I've been trying to harvest my weed when the trichs turn some amber maqybe 10% amber. I've noticed that durring the flowering period, some plants give off a strong smell for a few days then it seems to deminish some, and maybe it does it again before the trichs are ready. Question is, if a person harvest the plant when it smells the best lets say it had cloudy some clear trichs. If I picked then instead of maybe two weeks later or 1 week, would the plant normaly be more fragrant if its picked when it seems to be smelling its best. Also i hear that swollen calyes are a deciding point for harvest and I was wondering if anyone had any pictures of what swollen calyxes are that would be telling its time for harvest, , and when they are swollen and people pick the plant at that time what color are thye tricks usually. I'm thinking maybe half amber. thank you


----------



## OGKushman (Mar 5, 2011)

forget your senses. use the tried true and tested methods of others and pluck em when the THC is highest! wait for some of that amber after that then its up to you.
happy growin!


----------



## jungle (Mar 5, 2011)

sounds good tks


----------



## 4u2sm0ke (Mar 5, 2011)

50/50  :aok:


----------



## jungle (Mar 17, 2011)

Best way to tell when to harvest is by the trichs. Got it. 

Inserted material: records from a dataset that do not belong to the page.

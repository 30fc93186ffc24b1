//! In-memory display surface for tests and harnesses.
//!
//! Models the behaviors the circulator must survive: a minimum-undequeued
//! constraint, spurious dequeue failures, padded strides, and a compositor
//! that consumes and recycles displayed buffers. Each slab carries a busy
//! flag asserting that no two mappings of one buffer are ever live at
//! once - the observable form of the single-owner invariant.

use super::{DisplaySurface, MappedRegion, Mapping, Region, SurfaceError, SurfaceHandle, UsageFlags};
use crate::buffer::format::{self, PixelFormat};
use log::*;
use std::cell::UnsafeCell;
use std::collections::{HashSet, VecDeque};
use std::sync::atomic::{AtomicBool, AtomicU64, AtomicUsize, Ordering};
use std::sync::Arc;

/// Operation counters observable from the test thread.
#[derive(Debug, Default)]
pub struct MockStats {
    pub dequeues: AtomicUsize,
    pub enqueues: AtomicUsize,
    pub cancels: AtomicUsize,
    /// Injected failures actually consumed.
    pub failed_dequeues: AtomicUsize,
    /// Buffers the fake compositor has consumed and recycled.
    pub displayed: AtomicUsize,
}

/// Failure-injection knobs, shared with the test thread.
#[derive(Debug, Default)]
pub struct MockControls {
    fail_next_dequeues: AtomicUsize,
}

impl MockControls {
    /// Make the next `n` dequeue calls fail with `Busy`.
    pub fn fail_next_dequeues(&self, n: usize) {
        self.fail_next_dequeues.store(n, Ordering::SeqCst);
    }
}

struct Slab {
    busy: AtomicBool,
    bytes: UnsafeCell<Box<[u8]>>,
}

// Access to `bytes` is serialized by the lock/unlock protocol; `busy`
// asserts the invariant rather than providing it.
unsafe impl Sync for Slab {}

struct MockMapping {
    slab: Arc<Slab>,
}

impl MappedRegion for MockMapping {
    fn len(&self) -> usize {
        unsafe { (&(*self.slab.bytes.get())).len() }
    }

    fn bytes(&self) -> &[u8] {
        unsafe { &*self.slab.bytes.get() }
    }

    fn bytes_mut(&mut self) -> &mut [u8] {
        unsafe { &mut *self.slab.bytes.get() }
    }
}

static HANDLE_BASE: AtomicU64 = AtomicU64::new(0x1000);

/// A display surface backed by plain memory slabs.
pub struct MockSurface {
    min_undequeued: usize,
    /// Extra stride padding in pixels, emulating provider alignment.
    stride_pad_px: usize,
    width: u32,
    height: u32,
    format: PixelFormat,
    buffer_count: usize,
    handle_base: u64,
    slabs: Vec<Arc<Slab>>,
    free: VecDeque<usize>,
    dequeued: HashSet<usize>,
    queued: VecDeque<usize>,
    stats: Arc<MockStats>,
    controls: Arc<MockControls>,
}

impl MockSurface {
    pub fn new(min_undequeued: usize) -> Self {
        MockSurface {
            min_undequeued,
            stride_pad_px: 0,
            width: 0,
            height: 0,
            format: PixelFormat::Nv12,
            buffer_count: 0,
            handle_base: 0,
            slabs: Vec::new(),
            free: VecDeque::new(),
            dequeued: HashSet::new(),
            queued: VecDeque::new(),
            stats: Arc::new(MockStats::default()),
            controls: Arc::new(MockControls::default()),
        }
    }

    /// Like [`new`](MockSurface::new), also handing out the observation and
    /// injection handles for the test thread.
    pub fn with_probes(min_undequeued: usize) -> (Self, Arc<MockStats>, Arc<MockControls>) {
        let surface = Self::new(min_undequeued);
        let stats = surface.stats.clone();
        let controls = surface.controls.clone();
        (surface, stats, controls)
    }

    /// Pad buffer strides by `pad` pixels beyond the configured width.
    pub fn with_stride_pad(mut self, pad: usize) -> Self {
        self.stride_pad_px = pad;
        self
    }

    fn stride_px(&self) -> usize {
        self.width as usize + self.stride_pad_px
    }

    fn rebuild_pool(&mut self) {
        if self.buffer_count == 0 || self.width == 0 || self.height == 0 {
            return;
        }
        let size = format::frame_size(self.format, self.stride_px(), self.height as usize);
        self.handle_base = HANDLE_BASE.fetch_add(0x100, Ordering::Relaxed);
        self.slabs = (0..self.buffer_count)
            .map(|_| {
                Arc::new(Slab {
                    busy: AtomicBool::new(false),
                    bytes: UnsafeCell::new(vec![0u8; size].into_boxed_slice()),
                })
            })
            .collect();
        self.free = (0..self.buffer_count).collect();
        self.dequeued.clear();
        self.queued.clear();
        debug!(
            "mock surface: pool rebuilt, {} buffers of {} bytes",
            self.buffer_count, size
        );
    }

    fn index(&self, handle: SurfaceHandle) -> Option<usize> {
        let idx = handle.0.checked_sub(self.handle_base)? as usize;
        (idx < self.slabs.len()).then_some(idx)
    }

    fn handle(&self, idx: usize) -> SurfaceHandle {
        SurfaceHandle(self.handle_base + idx as u64)
    }

    fn surface_held(&self) -> usize {
        self.free.len() + self.queued.len()
    }
}

impl DisplaySurface for MockSurface {
    fn set_buffer_count(&mut self, count: usize) -> Result<(), SurfaceError> {
        self.buffer_count = count;
        self.rebuild_pool();
        Ok(())
    }

    fn min_undequeued(&self) -> Result<usize, SurfaceError> {
        Ok(self.min_undequeued)
    }

    fn set_geometry(
        &mut self,
        width: u32,
        height: u32,
        format: PixelFormat,
    ) -> Result<(), SurfaceError> {
        self.width = width;
        self.height = height;
        self.format = format;
        self.rebuild_pool();
        Ok(())
    }

    fn dequeue(&mut self) -> Result<(SurfaceHandle, usize), SurfaceError> {
        if self.slabs.is_empty() {
            return Err(SurfaceError::Rejected(-22));
        }
        let pending_failures = self.controls.fail_next_dequeues.load(Ordering::SeqCst);
        if pending_failures > 0
            && self
                .controls
                .fail_next_dequeues
                .compare_exchange(
                    pending_failures,
                    pending_failures - 1,
                    Ordering::SeqCst,
                    Ordering::SeqCst,
                )
                .is_ok()
        {
            self.stats.failed_dequeues.fetch_add(1, Ordering::SeqCst);
            return Err(SurfaceError::Busy);
        }
        // While streaming the surface keeps its minimum for itself; before
        // the first enqueue a client may drain the whole pool (pre-fetch).
        let streaming = self.stats.enqueues.load(Ordering::SeqCst) > 0;
        if streaming && self.surface_held() <= self.min_undequeued {
            return Err(SurfaceError::Busy);
        }
        let Some(idx) = self.free.pop_front() else {
            return Err(SurfaceError::Busy);
        };
        self.dequeued.insert(idx);
        self.stats.dequeues.fetch_add(1, Ordering::SeqCst);
        Ok((self.handle(idx), self.stride_px()))
    }

    fn enqueue(&mut self, handle: SurfaceHandle) -> Result<(), SurfaceError> {
        let idx = self.index(handle).ok_or(SurfaceError::Rejected(-2))?;
        if !self.dequeued.remove(&idx) {
            return Err(SurfaceError::Rejected(-1));
        }
        self.queued.push_back(idx);
        self.stats.enqueues.fetch_add(1, Ordering::SeqCst);
        // The compositor consumes displayed frames and recycles them,
        // always retaining the declared minimum in its queue.
        while self.queued.len() > self.min_undequeued {
            let done = self.queued.pop_front().expect("queued non-empty");
            self.free.push_back(done);
            self.stats.displayed.fetch_add(1, Ordering::SeqCst);
        }
        Ok(())
    }

    fn cancel(&mut self, handle: SurfaceHandle) -> Result<(), SurfaceError> {
        let idx = self.index(handle).ok_or(SurfaceError::Rejected(-2))?;
        if !self.dequeued.remove(&idx) {
            return Err(SurfaceError::Rejected(-1));
        }
        self.free.push_back(idx);
        self.stats.cancels.fetch_add(1, Ordering::SeqCst);
        Ok(())
    }

    fn lock(
        &mut self,
        handle: SurfaceHandle,
        _usage: UsageFlags,
        _region: Region,
    ) -> Result<Mapping, SurfaceError> {
        let idx = self.index(handle).ok_or(SurfaceError::Rejected(-2))?;
        if !self.dequeued.contains(&idx) {
            return Err(SurfaceError::Rejected(-1));
        }
        let slab = &self.slabs[idx];
        assert!(
            !slab.busy.swap(true, Ordering::SeqCst),
            "buffer {:?} locked while already mapped - two concurrent holders",
            handle
        );
        Ok(Box::new(MockMapping { slab: slab.clone() }))
    }

    fn unlock(&mut self, handle: SurfaceHandle) -> Result<(), SurfaceError> {
        let idx = self.index(handle).ok_or(SurfaceError::Rejected(-2))?;
        if !self.slabs[idx].busy.swap(false, Ordering::SeqCst) {
            warn!("mock surface: unlock of {:?} without a mapping", handle);
        }
        Ok(())
    }
}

 I'm planning on growing dinafem white widow. It can be harvested at 8 weeks. But can be placed in darkness for two weeks for a better affect. I have grown white widow before, but never placed it in darkness before harvest, and the plant was fine but lacking the white trichomes I've seen pictures of. In these last two weeks of darkness, what happens to the trichs? I assume they turn mostly brown? If the trichs are 10% amber at 8 weeks and the plant gets put in darkness for two weeks they probly keep turning more amber? Does anyone who has experience placing plants in darkness for two weeks explain what goes on with the trichomes. With white widow what has been the difference for you between putting them in darkness and not?
I read the white strains benefitn the most from this method. Does anyone do this to other kind of strains? Is there much difference in your experience?


----------



## The Hemp Goddess (Mar 17, 2011)

jungle said:
			
		

> Best way to tell when to harvest is by the trichs. Got it.
> 
> I'm planning on growing dinafem white widow. It can be harvested at 8 weeks. But can be placed in darkness for two weeks for a better affect. I have grown white widow before, but never placed it in darkness before harvest, and the plant was fine but lacking the white trichomes I've seen pictures of. In these last two weeks of darkness, what happens to the trichs? I assume they turn mostly brown? If the trichs are 10% amber at 8 weeks and the plant gets put in darkness for two weeks they probly keep turning more amber? Does anyone who has experience placing plants in darkness for two weeks explain what goes on with the trichomes. With white widow what has been the difference for you between putting them in darkness and not?
> I read the white strains benefitn the most from this method. Does anyone do this to other kind of strains? Is there much difference in your experience?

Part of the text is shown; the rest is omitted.